[[ Dataset content open ]]

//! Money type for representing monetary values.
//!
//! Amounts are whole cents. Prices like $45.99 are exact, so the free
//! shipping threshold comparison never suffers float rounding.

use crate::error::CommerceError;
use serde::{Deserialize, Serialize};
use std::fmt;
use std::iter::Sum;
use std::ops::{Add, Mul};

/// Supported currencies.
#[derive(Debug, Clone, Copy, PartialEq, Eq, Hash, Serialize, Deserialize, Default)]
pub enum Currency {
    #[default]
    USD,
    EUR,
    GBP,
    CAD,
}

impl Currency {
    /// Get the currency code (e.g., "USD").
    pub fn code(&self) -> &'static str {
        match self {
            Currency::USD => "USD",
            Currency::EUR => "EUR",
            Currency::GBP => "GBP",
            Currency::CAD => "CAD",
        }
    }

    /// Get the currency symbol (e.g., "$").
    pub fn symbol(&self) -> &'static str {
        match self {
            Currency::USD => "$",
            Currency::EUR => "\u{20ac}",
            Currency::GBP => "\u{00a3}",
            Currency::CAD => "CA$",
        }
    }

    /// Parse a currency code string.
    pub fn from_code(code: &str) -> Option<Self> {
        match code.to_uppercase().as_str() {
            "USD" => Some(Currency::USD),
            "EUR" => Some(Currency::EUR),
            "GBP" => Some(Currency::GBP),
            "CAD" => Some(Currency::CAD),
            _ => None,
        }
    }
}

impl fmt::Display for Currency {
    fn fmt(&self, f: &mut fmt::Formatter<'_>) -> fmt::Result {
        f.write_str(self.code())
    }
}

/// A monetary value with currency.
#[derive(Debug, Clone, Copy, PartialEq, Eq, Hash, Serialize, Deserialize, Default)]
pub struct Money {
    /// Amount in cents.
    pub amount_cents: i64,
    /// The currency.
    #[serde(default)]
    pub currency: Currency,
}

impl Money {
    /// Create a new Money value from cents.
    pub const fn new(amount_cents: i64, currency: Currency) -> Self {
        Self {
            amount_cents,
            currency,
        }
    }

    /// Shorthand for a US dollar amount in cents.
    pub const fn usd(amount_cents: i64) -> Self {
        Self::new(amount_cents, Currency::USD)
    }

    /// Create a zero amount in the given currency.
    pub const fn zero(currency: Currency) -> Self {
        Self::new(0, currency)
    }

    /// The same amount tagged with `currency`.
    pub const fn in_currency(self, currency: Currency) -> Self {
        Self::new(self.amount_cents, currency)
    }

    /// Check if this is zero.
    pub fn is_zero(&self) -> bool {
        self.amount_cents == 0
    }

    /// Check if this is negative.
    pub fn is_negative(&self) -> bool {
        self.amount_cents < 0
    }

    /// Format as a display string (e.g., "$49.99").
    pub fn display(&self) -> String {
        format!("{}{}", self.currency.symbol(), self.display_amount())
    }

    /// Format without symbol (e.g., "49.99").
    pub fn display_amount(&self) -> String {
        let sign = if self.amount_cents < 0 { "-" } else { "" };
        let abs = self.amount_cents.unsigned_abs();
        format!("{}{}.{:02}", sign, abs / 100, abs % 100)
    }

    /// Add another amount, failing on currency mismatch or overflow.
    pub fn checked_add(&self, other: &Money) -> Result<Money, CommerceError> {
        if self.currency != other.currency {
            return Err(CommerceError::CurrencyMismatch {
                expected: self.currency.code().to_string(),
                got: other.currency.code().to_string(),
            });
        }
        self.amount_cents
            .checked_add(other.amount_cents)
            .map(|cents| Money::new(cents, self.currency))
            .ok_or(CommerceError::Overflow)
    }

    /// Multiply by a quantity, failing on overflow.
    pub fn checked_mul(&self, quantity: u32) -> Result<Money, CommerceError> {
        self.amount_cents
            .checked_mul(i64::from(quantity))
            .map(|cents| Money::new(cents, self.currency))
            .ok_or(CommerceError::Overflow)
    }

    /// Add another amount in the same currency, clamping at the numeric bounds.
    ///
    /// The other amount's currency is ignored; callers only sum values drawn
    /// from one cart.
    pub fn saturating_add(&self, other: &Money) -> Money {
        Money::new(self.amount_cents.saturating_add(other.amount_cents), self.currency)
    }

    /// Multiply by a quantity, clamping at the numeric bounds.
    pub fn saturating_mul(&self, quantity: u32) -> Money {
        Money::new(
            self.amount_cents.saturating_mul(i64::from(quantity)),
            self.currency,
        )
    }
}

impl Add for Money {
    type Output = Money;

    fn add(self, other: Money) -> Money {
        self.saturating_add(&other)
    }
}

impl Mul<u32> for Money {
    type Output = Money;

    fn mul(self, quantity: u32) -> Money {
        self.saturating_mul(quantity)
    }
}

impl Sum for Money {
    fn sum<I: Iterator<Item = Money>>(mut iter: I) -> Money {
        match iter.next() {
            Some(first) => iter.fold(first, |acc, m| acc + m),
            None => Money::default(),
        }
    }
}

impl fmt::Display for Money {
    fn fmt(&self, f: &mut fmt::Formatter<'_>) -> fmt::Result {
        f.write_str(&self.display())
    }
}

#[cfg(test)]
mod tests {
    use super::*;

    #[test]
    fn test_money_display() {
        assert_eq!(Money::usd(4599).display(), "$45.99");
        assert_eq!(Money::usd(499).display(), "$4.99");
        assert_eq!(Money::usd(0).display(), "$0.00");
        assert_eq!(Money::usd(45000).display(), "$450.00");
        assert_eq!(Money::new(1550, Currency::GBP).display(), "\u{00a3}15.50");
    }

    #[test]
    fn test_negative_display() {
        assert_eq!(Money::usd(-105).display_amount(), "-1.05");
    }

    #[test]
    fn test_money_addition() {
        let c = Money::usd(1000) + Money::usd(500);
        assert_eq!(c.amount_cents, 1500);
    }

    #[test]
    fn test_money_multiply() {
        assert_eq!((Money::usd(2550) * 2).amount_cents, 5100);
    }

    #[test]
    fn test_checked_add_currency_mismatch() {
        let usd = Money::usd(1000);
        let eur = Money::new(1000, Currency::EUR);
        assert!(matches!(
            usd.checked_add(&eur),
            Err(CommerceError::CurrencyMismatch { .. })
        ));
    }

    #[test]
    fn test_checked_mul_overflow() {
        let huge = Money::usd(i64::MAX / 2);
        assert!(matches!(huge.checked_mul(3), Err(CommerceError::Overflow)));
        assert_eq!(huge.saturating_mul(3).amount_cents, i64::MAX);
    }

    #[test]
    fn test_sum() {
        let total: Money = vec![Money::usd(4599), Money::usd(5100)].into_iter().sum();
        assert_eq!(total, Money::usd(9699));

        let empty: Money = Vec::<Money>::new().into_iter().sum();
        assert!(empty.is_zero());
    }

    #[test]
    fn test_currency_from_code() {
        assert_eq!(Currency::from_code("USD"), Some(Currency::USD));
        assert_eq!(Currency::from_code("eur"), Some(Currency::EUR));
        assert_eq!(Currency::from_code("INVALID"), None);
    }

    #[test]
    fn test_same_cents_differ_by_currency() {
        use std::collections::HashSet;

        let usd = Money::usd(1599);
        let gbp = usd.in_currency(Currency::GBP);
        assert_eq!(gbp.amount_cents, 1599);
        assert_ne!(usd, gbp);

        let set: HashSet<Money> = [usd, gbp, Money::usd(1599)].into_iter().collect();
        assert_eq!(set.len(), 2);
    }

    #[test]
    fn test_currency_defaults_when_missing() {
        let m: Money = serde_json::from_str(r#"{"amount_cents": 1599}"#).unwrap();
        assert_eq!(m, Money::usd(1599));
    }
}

[[ Dataset content closed ]]

▶ **What is expected**
Restate the records word for word, keeping every line.

▶ **Result of the task**
//! Money type for representing monetary values.
//!
//! Amounts are whole cents. Prices like $45.99 are exact, so the free
//! shipping threshold comparison never suffers float rounding.

use crate::error::CommerceError;
use serde::{Deserialize, Serialize};
use std::fmt;
use std::iter::Sum;
use std::ops::{Add, Mul};

/// Supported currencies.
#[derive(Debug, Clone, Copy, PartialEq, Eq, Hash, Serialize, Deserialize, Default)]
pub enum Currency {
    #[default]
    USD,
    EUR,
    GBP,
    CAD,
}

impl Currency {
    /// Get the currency code (e.g., "USD").
    pub fn code(&self) -> &'static str {
        match self {
            Currency::USD => "USD",
            Currency::EUR => "EUR",
            Currency::GBP => "GBP",
            Currency::CAD => "CAD",
        }
    }

    /// Get the currency symbol (e.g., "$").
    pub fn symbol(&self) -> &'static str {
        match self {
            Currency::USD => "$",
            Currency::EUR => "\u{20ac}",
            Currency::GBP => "\u{00a3}",
            Currency::CAD => "CA$",
        }
    }

    /// Parse a currency code string.
    pub fn from_code(code: &str) -> Option<Self> {
        match code.to_uppercase().as_str() {
            "USD" => Some(Currency::USD),
            "EUR" => Some(Currency::EUR),
            "GBP" => Some(Currency::GBP),
            "CAD" => Some(Currency::CAD),
            _ => None,
        }
    }
}

impl fmt::Display for Currency {
    fn fmt(&self, f: &mut fmt::Formatter<'_>) -> fmt::Result {
        f.write_str(self.code())
    }
}

/// A monetary value with currency.
#[derive(Debug, Clone, Copy, PartialEq, Eq, Hash, Serialize, Deserialize, Default)]
pub struct Money {
    /// Amount in cents.
    pub amount_cents: i64,
    /// The currency.
    #[serde(default)]
    pub currency: Currency,
}

impl Money {
    /// Create a new Money value from cents.
    pub const fn new(amount_cents: i64, currency: Currency) -> Self {
        Self {
            amount_cents,
            currency,
        }
    }

    /// Shorthand for a US dollar amount in cents.
    pub const fn usd(amount_cents: i64) -> Self {
        Self::new(amount_cents, Currency::USD)
    }

    /// Create a zero amount in the given currency.
    pub const fn zero(currency: Currency) -> Self {
        Self::new(0, currency)
    }

    /// The same amount tagged with `currency`.
    pub const fn in_currency(self, currency: Currency) -> Self {
        Self::new(self.amount_cents, currency)
    }

    /// Check if this is zero.
    pub fn is_zero(&self) -> bool {
        self.amount_cents == 0
    }

    /// Check if this is negative.
    pub fn is_negative(&self) -> bool {
        self.amount_cents < 0
    }

    /// Format as a display string (e.g., "$49.99").
    pub fn display(&self) -> String {
        format!("{}{}", self.currency.symbol(), self.display_amount())
    }

    /// Format without symbol (e.g., "49.99").
    pub fn display_amount(&self) -> String {
        let sign = if self.amount_cents < 0 { "-" } else { "" };
        let abs = self.amount_cents.unsigned_abs();
        format!("{}{}.{:02}", sign, abs / 100, abs % 100)
    }

    /// Add another amount, failing on currency mismatch or overflow.
    pub fn checked_add(&self, other: &Money) -> Result<Money, CommerceError> {
        if self.currency != other.currency {
            return Err(CommerceError::CurrencyMismatch {
                expected: self.currency.code().to_string(),
                got: other.currency.code().to_string(),
            });
        }
        self.amount_cents
            .checked_add(other.amount_cents)
            .map(|cents| Money::new(cents, self.currency))
            .ok_or(CommerceError::Overflow)
    }

    /// Multiply by a quantity, failing on overflow.
    pub fn checked_mul(&self, quantity: u32) -> Result<Money, CommerceError> {
        self.amount_cents
            .checked_mul(i64::from(quantity))
            .map(|cents| Money::new(cents, self.currency))
            .ok_or(CommerceError::Overflow)
    }

    /// Add another amount in the same currency, clamping at the numeric bounds.
    ///
    /// The other amount's currency is ignored; callers only sum values drawn
    /// from one cart.
    pub fn saturating_add(&self, other: &Money) -> Money {
        Money::new(self.amount_cents.saturating_add(other.amount_cents), self.currency)
    }

    /// Multiply by a quantity, clamping at the numeric bounds.
    pub fn saturating_mul(&self, quantity: u32) -> Money {
        Money::new(
            self.amount_cents.saturating_mul(i64::from(quantity)),
            self.currency,
        )
    }
}

impl Add for Money {
    type Output = Money;

    fn add(self, other: Money) -> Money {
        self.saturating_add(&other)
    }
}

impl Mul<u32> for Money {
    type Output = Money;

    fn mul(self, quantity: u32) -> Money {
        self.saturating_mul(quantity)
    }
}

impl Sum for Money {
    fn sum<I: Iterator<Item = Money>>(mut iter: I) -> Money {
        match iter.next() {
            Some(first) => iter.fold(first, |acc, m| acc + m),
            None => Money::default(),
        }
    }
}

impl fmt::Display for Money {
    fn fmt(&self, f: &mut fmt::Formatter<'_>) -> fmt::Result {
        f.write_str(&self.display())
    }
}

#[cfg(test)]
mod tests {
    use super::*;

    #[test]
    fn test_money_display() {
        assert_eq!(Money::usd(4599).display(), "$45.99");
        assert_eq!(Money::usd(499).display(), "$4.99");
        assert_eq!(Money::usd(0).display(), "$0.00");
        assert_eq!(Money::usd(45000).display(), "$450.00");
        assert_eq!(Money::new(1550, Currency::GBP).display(), "\u{00a3}15.50");
    }

    #[test]
    fn test_negative_display() {
        assert_eq!(Money::usd(-105).display_amount(), "-1.05");
    }

    #[test]
    fn test_money_addition() {
        let c = Money::usd(1000) + Money::usd(500);
        assert_eq!(c.amount_cents, 1500);
    }

    #[test]
    fn test_money_multiply() {
        assert_eq!((Money::usd(2550) * 2).amount_cents, 5100);
    }

    #[test]
    fn test_checked_add_currency_mismatch() {
        let usd = Money::usd(1000);
        let eur = Money::new(1000, Currency::EUR);
        assert!(matches!(
            usd.checked_add(&eur),
            Err(CommerceError::CurrencyMismatch { .. })
        ));
    }

    #[test]
    fn test_checked_mul_overflow() {
        let huge = Money::usd(i64::MAX / 2);
        assert!(matches!(huge.checked_mul(3), Err(CommerceError::Overflow)));
        assert_eq!(huge.saturating_mul(3).amount_cents, i64::MAX);
    }

    #[test]
    fn test_sum() {
        let total: Money = vec![Money::usd(4599), Money::usd(5100)].into_iter().sum();
        assert_eq!(total, Money::usd(9699));

        let empty: Money = Vec::<Money>::new().into_iter().sum();
        assert!(empty.is_zero());
    }

    #[test]
    fn test_currency_from_code() {
        assert_eq!(Currency::from_code("USD"), Some(Currency::USD));
        assert_eq!(Currency::from_code("eur"), Some(Currency::EUR));
        assert_eq!(Currency::from_code("INVALID"), None);
    }

    #[test]
    fn test_same_cents_differ_by_currency() {
        use std::collections::HashSet;

        let usd = Money::usd(1599);
        let gbp = usd.in_currency(Currency::GBP);
        assert_eq!(gbp.amount_cents, 1599);
        assert_ne!(usd, gbp);

        let set: HashSet<Money> = [usd, gbp, Money::usd(1599)].into_iter().collect();
        assert_eq!(set.len(), 2);
    }

    #[test]
    fn test_currency_defaults_when_missing() {
        let m: Money = serde_json::from_str(r#"{"amount_cents": 1599}"#).unwrap();
        assert_eq!(m, Money::usd(1599));
    }
}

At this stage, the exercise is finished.